Wow yeah I agree 2 treatments types is a good idea. Oxalic acid can be very cheap if properly applied as a dribble or used in vapor form
Hello kamon I know this video is a old one but I am using Apivar this year for the first time an for my other kind of treatment I always use OAV. Should I wait till the Apivar is completed before going back with my OAV an not use at the same time. I use OAV also in December maybe a two shot winter hit an then come spring around February or March I
Will recheck with a wash an if needed I will use OAV again if needed. Thanks
Laura is a good cameraman 👍
thans for another great video
When you say can be really rough on the bees, what do you mean by that. Does it kill the queen or other adult bees? Does it cause the queen to stop laying and if so, for how long.
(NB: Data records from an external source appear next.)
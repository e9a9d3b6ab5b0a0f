//! Common utilities

use anyhow::Result;
use once_cell::sync::OnceCell;
use tracing_subscriber::{layer::SubscriberExt, util::SubscriberInitExt};

static TRACING: OnceCell<()> = OnceCell::new();

/// Install the global tracing subscriber
///
/// `RUST_LOG` wins over `default_filter` (e.g. `"chatrag=info"`). Once a call
/// succeeds, later calls do nothing. Fails when another subscriber is
/// already installed.
pub fn init_tracing(default_filter: &str) -> Result<()> {
    TRACING.get_or_try_init(|| {
        tracing_subscriber::registry()
            .with(
                tracing_subscriber::EnvFilter::try_from_default_env()
                    .unwrap_or_else(|_| default_filter.into()),
            )
            .with(tracing_subscriber::fmt::layer())
            .try_init()
            .map_err(|e| anyhow::anyhow!("Tracing subscriber not installed: {}", e))
    })?;
    Ok(())
}

#[cfg(test)]
mod tests {
    use super::*;

    #[test]
    fn test_init_tracing_is_idempotent() {
        init_tracing("chatrag=debug").unwrap();
        init_tracing("chatrag=info").unwrap();
        assert!(TRACING.get().is_some());
        tracing::info!("tracing initialised");
    }
}
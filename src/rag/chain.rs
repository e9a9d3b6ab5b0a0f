//! Conversational retrieval chain
//!
//! One turn runs: condense the question against the history (skipped when
//! the history is empty), fuse retrieval results, stuff them into the answer
//! prompt, generate, then record the exchange in memory.
//!
//! The history is the caller's unless [`ChainConfig::use_memory`] is set, in
//! which case the chain condenses against the exchanges it recorded itself.

use anyhow::Result;
use serde::{Deserialize, Serialize};
use std::sync::{Arc, Mutex};

use crate::generation::{GenerationOverrides, Generator};
use crate::retrieval::{Candidate, RetrieverFusion};

use super::context::{ContextBuilder, PromptTemplates};
use super::memory::ConversationMemory;
use super::query::{ChainOutput, ChatTurn, Source};

/// Chain behaviour settings
#[derive(Debug, Clone, Default, PartialEq, Serialize, Deserialize)]
#[serde(default)]
pub struct ChainConfig {
    /// Log intermediate prompts and passages at info level
    pub verbose: bool,
    /// Character limit for the stuffed context block
    pub max_context_chars: Option<usize>,
    /// Overrides applied to every generation call of the chain
    pub generation: GenerationOverrides,
    /// Condense against recorded exchanges instead of the caller's history
    pub use_memory: bool,
}

/// Event produced while streaming a chain turn
#[derive(Debug, Clone)]
pub enum ChainEvent {
    /// Answer generated so far
    Partial { answer: String },
    /// The turn completed
    Finished(ChainOutput),
}

impl ChainEvent {
    pub fn answer(&self) -> &str {
        match self {
            ChainEvent::Partial { answer } => answer,
            ChainEvent::Finished(output) => &output.answer,
        }
    }

    pub fn is_finished(&self) -> bool {
        matches!(self, ChainEvent::Finished(_))
    }
}

/// Question condensation, retrieval and answer generation over one generator
pub struct ConversationalChain {
    fusion: RetrieverFusion,
    generator: Arc<dyn Generator>,
    context: ContextBuilder,
    memory: Mutex<ConversationMemory>,
    config: ChainConfig,
}

impl ConversationalChain {
    pub fn new(fusion: RetrieverFusion, generator: Arc<dyn Generator>) -> Self {
        Self {
            fusion,
            generator,
            context: ContextBuilder::new(),
            memory: Mutex::new(ConversationMemory::new()),
            config: ChainConfig::default(),
        }
    }

    pub fn with_config(mut self, config: ChainConfig) -> Self {
        self.config = config;
        self
    }

    /// Replace the condense and answer templates
    pub fn with_templates(mut self, templates: PromptTemplates) -> Self {
        self.context = ContextBuilder::with_templates(templates);
        self
    }

    pub fn config(&self) -> &ChainConfig {
        &self.config
    }

    pub fn fusion(&self) -> &RetrieverFusion {
        &self.fusion
    }

    /// Copy of the exchanges recorded so far
    pub fn memory_snapshot(&self) -> Result<ConversationMemory> {
        let memory = self
            .memory
            .lock()
            .map_err(|e| anyhow::anyhow!("Memory lock poisoned: {}", e))?;
        Ok(memory.clone())
    }

    /// Answer a question in one blocking call
    pub fn answer(&self, question: &str, history: &[ChatTurn]) -> Result<ChainOutput> {
        let (condensed, candidates) = self.retrieve(question, history)?;
        let prompt = self.answer_prompt(&condensed, &candidates)?;

        let answer = self.generator.generate(&prompt, &self.config.generation)?;
        self.log_step("Answer", &answer);

        self.remember(question, &answer)?;
        Ok(ChainOutput {
            answer,
            question: condensed,
            sources: candidates.iter().map(Source::from_candidate).collect(),
        })
    }

    /// Answer a question as a stream of [`ChainEvent`]s
    ///
    /// Condensation and retrieval run before this returns; the answer is
    /// generated as the stream is pulled. The exchange is recorded in memory
    /// once the stream finishes.
    pub fn stream(&self, question: &str, history: &[ChatTurn]) -> Result<ChainStream<'_>> {
        let (condensed, candidates) = self.retrieve(question, history)?;
        let prompt = self.answer_prompt(&condensed, &candidates)?;

        let inner = self.generator.generate_stream(&prompt, &self.config.generation)?;
        Ok(ChainStream {
            chain: self,
            inner: Some(inner),
            question: question.to_string(),
            condensed,
            sources: candidates.iter().map(Source::from_candidate).collect(),
            answer: String::new(),
        })
    }

    /// Standalone question for retrieval
    fn condense(&self, question: &str, history: &[ChatTurn]) -> Result<String> {
        let recorded = if self.config.use_memory {
            Some(self.memory_snapshot()?.chat_turns())
        } else {
            None
        };
        let history = recorded.as_deref().unwrap_or(history);
        if history.is_empty() {
            return Ok(question.to_string());
        }

        let prompt = self.context.format_condense_prompt(question, history)?;
        self.log_step("Condense prompt", &prompt);

        let condensed = self.generator.generate(&prompt, &self.config.generation)?;
        let condensed = condensed.trim();
        if condensed.is_empty() {
            tracing::warn!("Question condensation produced no text, using the question as asked");
            return Ok(question.to_string());
        }
        Ok(condensed.to_string())
    }

    fn retrieve(&self, question: &str, history: &[ChatTurn]) -> Result<(String, Vec<Candidate>)> {
        let condensed = self.condense(question, history)?;
        self.log_step("Standalone question", &condensed);

        let candidates = self.fusion.fuse(&condensed)?;
        for candidate in &candidates {
            self.log_step(
                &format!("Passage {} ({:.4})", candidate.rank, candidate.score()),
                &candidate.chunk.content,
            );
        }
        Ok((condensed, candidates))
    }

    fn answer_prompt(&self, question: &str, candidates: &[Candidate]) -> Result<String> {
        let context = self.context.build(candidates, self.config.max_context_chars);
        let prompt = self.context.format_answer_prompt(question, &context)?;
        self.log_step("Answer prompt", &prompt);
        Ok(prompt)
    }

    fn remember(&self, question: &str, answer: &str) -> Result<()> {
        let mut memory = self
            .memory
            .lock()
            .map_err(|e| anyhow::anyhow!("Memory lock poisoned: {}", e))?;
        memory.push_turn(question, answer);
        Ok(())
    }

    fn log_step(&self, step: &str, value: &str) {
        if self.config.verbose {
            tracing::info!("{}:\n{}", step, value);
        } else {
            tracing::debug!("{}:\n{}", step, value);
        }
    }
}

/// Streaming chain turn; see [`ConversationalChain::stream`]
pub struct ChainStream<'a> {
    chain: &'a ConversationalChain,
    inner: Option<Box<dyn Iterator<Item = Result<String>> + 'a>>,
    question: String,
    condensed: String,
    sources: Vec<Source>,
    answer: String,
}

impl Iterator for ChainStream<'_> {
    type Item = Result<ChainEvent>;

    fn next(&mut self) -> Option<Self::Item> {
        let inner = self.inner.as_mut()?;

        match inner.next() {
            Some(Ok(partial)) => {
                self.answer = partial.clone();
                Some(Ok(ChainEvent::Partial { answer: partial }))
            }
            Some(Err(e)) => {
                self.inner = None;
                Some(Err(e))
            }
            None => {
                // Release the generator before touching memory
                self.inner = None;
                self.chain.log_step("Answer", &self.answer);
                if let Err(e) = self.chain.remember(&self.question, &self.answer) {
                    return Some(Err(e));
                }
                Some(Ok(ChainEvent::Finished(ChainOutput {
                    answer: std::mem::take(&mut self.answer),
                    question: std::mem::take(&mut self.condensed),
                    sources: std::mem::take(&mut self.sources),
                })))
            }
        }
    }
}
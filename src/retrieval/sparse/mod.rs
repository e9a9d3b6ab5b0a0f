//! Sparse retrieval using BM25
//!
//! Full-text search via tantivy. The index lives in RAM and is rebuilt from
//! the passage store at startup.

use crate::data::{load_chunks, Chunk};
use crate::retrieval::{Retriever, SearchResult};
use anyhow::{Context, Result};
use std::collections::HashMap;
use std::path::Path;
use tantivy::collector::TopDocs;
use tantivy::query::QueryParser;
use tantivy::schema::*;
use tantivy::{doc, Index, IndexReader, IndexWriter, ReloadPolicy, TantivyDocument};

/// Writer heap budget
const WRITER_HEAP_BYTES: usize = 50_000_000;

/// Sparse retriever using BM25 for keyword search
pub struct Bm25Retriever {
    index: Index,
    reader: IndexReader,
    content_field: Field,
    chunk_id_field: Field,
    /// Mapping from chunk ID to chunk data
    chunks: HashMap<String, Chunk>,
}

impl Bm25Retriever {
    /// Build an in-memory BM25 index over the given chunks
    pub fn new(chunks: Vec<Chunk>) -> Result<Self> {
        if chunks.is_empty() {
            anyhow::bail!("Cannot build index with empty chunks");
        }

        tracing::info!("Building BM25 index: {} chunks", chunks.len());

        let mut schema_builder = Schema::builder();
        let chunk_id_field = schema_builder.add_text_field("chunk_id", STRING | STORED);
        let content_field = schema_builder.add_text_field("content", TEXT);
        let schema = schema_builder.build();

        let index = Index::create_in_ram(schema);
        let mut index_writer: IndexWriter = index
            .writer_with_num_threads(1, WRITER_HEAP_BYTES)
            .context("Failed to create BM25 index writer")?;

        let mut chunks_map = HashMap::with_capacity(chunks.len());
        for chunk in chunks {
            index_writer.add_document(doc!(
                chunk_id_field => chunk.id.clone(),
                content_field => chunk.content.clone(),
            ))?;
            chunks_map.insert(chunk.id.clone(), chunk);
        }
        index_writer.commit()?;

        let reader = index
            .reader_builder()
            .reload_policy(ReloadPolicy::Manual)
            .try_into()?;

        Ok(Self {
            index,
            reader,
            content_field,
            chunk_id_field,
            chunks: chunks_map,
        })
    }

    /// Load the passage store from an index directory and index it
    pub fn load(index_dir: &Path) -> Result<Self> {
        tracing::info!("Loading BM25 retriever from {:?}", index_dir);
        Self::new(load_chunks(index_dir)?)
    }

    /// Number of indexed chunks
    pub fn len(&self) -> usize {
        self.chunks.len()
    }

    pub fn is_empty(&self) -> bool {
        self.chunks.is_empty()
    }
}

impl Retriever for Bm25Retriever {
    fn retrieve(&self, query: &str, top_k: usize) -> Result<Vec<SearchResult>> {
        if top_k == 0 {
            return Ok(Vec::new());
        }

        let searcher = self.reader.searcher();
        let query_parser = QueryParser::for_index(&self.index, vec![self.content_field]);

        // Free-form questions carry punctuation the strict grammar rejects
        let (query, errors) = query_parser.parse_query_lenient(query);
        if !errors.is_empty() {
            tracing::debug!("BM25 query parsed leniently ({} issues)", errors.len());
        }

        let top_docs = searcher.search(&query, &TopDocs::with_limit(top_k))?;

        let mut results = Vec::with_capacity(top_docs.len());
        for (score, doc_address) in top_docs {
            let retrieved_doc: TantivyDocument = searcher.doc(doc_address)?;

            let chunk = retrieved_doc
                .get_first(self.chunk_id_field)
                .and_then(|value| value.as_str())
                .and_then(|chunk_id| self.chunks.get(chunk_id));
            if let Some(chunk) = chunk {
                results.push(SearchResult::new(chunk.clone(), score, results.len() + 1));
            }
        }

        Ok(results)
    }

    fn name(&self) -> &str {
        "bm25"
    }
}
Given the recent discussions on propolis inside the hive, I wonder if spotted bee balm (monarda punctata) planted in our forage area could provide a bit of thymol. Going to plant some this year after the last frost.
What do you think the pollen is that is coming in this time of year?
Not much coming in but I think the lambs ear are what is giving us the little bits of yellow pollen here in the early mornings
hey Kamon ,I used oxalic acid vaporizer on 6 frames nucleus and.my bees absconded
if I had to bet I'd say there was something already going on that had them unglued and that the OAV put them over the edge. I have had treatments cause bees to abscond but it has always happened on colonies that were just put into the hive (like a swarm dumped in one) or a colony that had virus or queen problems. I treat 4-5 frame colonies pretty frequently but they are a pretty balanced colony with a good queen.
When will u update this video with results of apiguard treatment also can u feed the bees when treating
I'm interested in knowing if you've ever tried hopguard
Thanks for the info. Won another subscriber
Can you use it with honey supers on ? Or in the spring ?
Do you ever used Amitraz? I have had great luck with it!
i used Apiguard for years and maintained a 5-10 percent losses annually. When I switched to other forms of mite control I went to 40 - 60 percent losses. It works! This summer I'm going back to Apiguard to get my survival rate back to normal
You mention that you're going to three rounds of treatment. My understanding is two treatments is the rule. Why are you doing three treatments?
It was upwards of 100 degrees that day and they say you can do smaller doses 3 times on the big tubs so that it is not so hard on the hive.
@@kamonreynolds Thanks for the information. I'm interested to read your findings when you're finished.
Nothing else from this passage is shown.